[What the task asks] Return only the number of lines in the records below where the string "Parameters" shows up.

[Data to examine]
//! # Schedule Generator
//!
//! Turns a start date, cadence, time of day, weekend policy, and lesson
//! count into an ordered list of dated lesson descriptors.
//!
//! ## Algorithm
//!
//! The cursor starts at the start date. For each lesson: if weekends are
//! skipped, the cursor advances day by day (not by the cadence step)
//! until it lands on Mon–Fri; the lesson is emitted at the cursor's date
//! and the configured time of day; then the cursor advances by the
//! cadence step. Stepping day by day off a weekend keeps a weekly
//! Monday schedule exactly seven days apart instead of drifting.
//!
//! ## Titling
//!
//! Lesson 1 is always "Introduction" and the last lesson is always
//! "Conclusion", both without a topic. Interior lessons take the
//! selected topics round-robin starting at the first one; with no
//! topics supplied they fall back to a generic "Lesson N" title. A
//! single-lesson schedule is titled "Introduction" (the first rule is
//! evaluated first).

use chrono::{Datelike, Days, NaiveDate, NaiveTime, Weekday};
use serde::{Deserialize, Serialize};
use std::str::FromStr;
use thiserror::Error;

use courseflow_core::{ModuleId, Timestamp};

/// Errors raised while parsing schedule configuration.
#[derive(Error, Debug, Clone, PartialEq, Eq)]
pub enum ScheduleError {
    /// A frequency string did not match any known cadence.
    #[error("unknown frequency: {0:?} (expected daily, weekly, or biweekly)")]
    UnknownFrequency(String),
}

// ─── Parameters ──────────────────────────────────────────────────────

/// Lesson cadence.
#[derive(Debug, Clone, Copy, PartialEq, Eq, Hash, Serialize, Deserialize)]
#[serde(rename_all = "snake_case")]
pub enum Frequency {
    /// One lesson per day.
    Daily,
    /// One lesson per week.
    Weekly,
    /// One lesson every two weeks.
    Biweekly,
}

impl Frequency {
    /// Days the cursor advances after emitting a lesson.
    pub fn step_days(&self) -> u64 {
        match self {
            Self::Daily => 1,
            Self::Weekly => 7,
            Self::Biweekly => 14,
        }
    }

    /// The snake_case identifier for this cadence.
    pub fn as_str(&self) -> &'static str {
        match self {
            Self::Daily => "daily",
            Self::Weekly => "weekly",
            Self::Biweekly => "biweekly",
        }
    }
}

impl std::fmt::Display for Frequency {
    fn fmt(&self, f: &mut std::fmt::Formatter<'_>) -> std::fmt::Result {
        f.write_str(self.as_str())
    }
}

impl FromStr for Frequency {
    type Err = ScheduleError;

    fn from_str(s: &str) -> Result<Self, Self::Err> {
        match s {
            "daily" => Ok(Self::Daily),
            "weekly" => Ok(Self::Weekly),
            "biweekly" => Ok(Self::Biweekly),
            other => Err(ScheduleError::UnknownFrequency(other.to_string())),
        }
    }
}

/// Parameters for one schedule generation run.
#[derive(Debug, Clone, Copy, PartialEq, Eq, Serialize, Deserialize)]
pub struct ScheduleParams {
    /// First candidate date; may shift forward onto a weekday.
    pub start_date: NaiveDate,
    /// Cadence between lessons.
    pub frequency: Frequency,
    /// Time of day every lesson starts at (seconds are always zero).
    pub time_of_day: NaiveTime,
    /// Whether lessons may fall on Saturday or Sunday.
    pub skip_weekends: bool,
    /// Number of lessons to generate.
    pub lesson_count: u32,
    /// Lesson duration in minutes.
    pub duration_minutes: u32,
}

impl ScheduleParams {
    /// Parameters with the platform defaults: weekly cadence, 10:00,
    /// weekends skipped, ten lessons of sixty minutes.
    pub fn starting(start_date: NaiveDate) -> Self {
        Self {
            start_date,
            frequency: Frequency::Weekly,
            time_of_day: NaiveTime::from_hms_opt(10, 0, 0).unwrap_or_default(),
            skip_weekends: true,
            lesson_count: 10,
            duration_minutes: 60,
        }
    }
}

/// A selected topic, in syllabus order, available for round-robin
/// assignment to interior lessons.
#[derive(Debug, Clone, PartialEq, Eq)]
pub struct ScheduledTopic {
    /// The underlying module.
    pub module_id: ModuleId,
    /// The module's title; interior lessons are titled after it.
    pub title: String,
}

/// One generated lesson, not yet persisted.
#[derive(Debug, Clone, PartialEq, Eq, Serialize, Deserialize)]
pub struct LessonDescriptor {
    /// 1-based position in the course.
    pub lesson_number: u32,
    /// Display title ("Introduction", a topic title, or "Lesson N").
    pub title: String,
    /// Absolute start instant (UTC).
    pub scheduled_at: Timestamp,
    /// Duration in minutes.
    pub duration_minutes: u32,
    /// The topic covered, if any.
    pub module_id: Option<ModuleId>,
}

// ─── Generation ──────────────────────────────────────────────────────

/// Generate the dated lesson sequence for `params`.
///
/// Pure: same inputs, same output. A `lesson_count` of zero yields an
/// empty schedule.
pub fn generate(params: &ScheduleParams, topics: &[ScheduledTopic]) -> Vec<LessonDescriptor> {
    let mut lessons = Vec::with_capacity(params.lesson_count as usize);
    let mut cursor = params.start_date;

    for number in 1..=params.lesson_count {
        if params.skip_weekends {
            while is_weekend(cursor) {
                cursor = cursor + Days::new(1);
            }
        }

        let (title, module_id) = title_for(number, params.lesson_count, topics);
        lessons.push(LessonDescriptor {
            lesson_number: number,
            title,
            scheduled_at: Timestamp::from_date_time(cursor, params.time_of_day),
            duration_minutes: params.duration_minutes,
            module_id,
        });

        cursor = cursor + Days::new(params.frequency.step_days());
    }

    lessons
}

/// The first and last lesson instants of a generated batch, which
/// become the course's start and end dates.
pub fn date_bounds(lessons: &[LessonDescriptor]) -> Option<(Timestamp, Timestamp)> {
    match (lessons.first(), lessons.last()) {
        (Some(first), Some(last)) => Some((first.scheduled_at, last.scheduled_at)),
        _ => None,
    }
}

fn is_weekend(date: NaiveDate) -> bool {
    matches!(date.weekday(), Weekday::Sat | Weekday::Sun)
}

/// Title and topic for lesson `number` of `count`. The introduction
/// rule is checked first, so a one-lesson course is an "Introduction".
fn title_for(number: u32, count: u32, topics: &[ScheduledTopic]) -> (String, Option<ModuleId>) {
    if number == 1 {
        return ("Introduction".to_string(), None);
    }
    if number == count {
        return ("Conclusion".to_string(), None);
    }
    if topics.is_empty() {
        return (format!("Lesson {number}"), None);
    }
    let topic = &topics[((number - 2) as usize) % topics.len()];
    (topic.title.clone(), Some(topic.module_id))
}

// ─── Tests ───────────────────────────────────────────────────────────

[Response] 3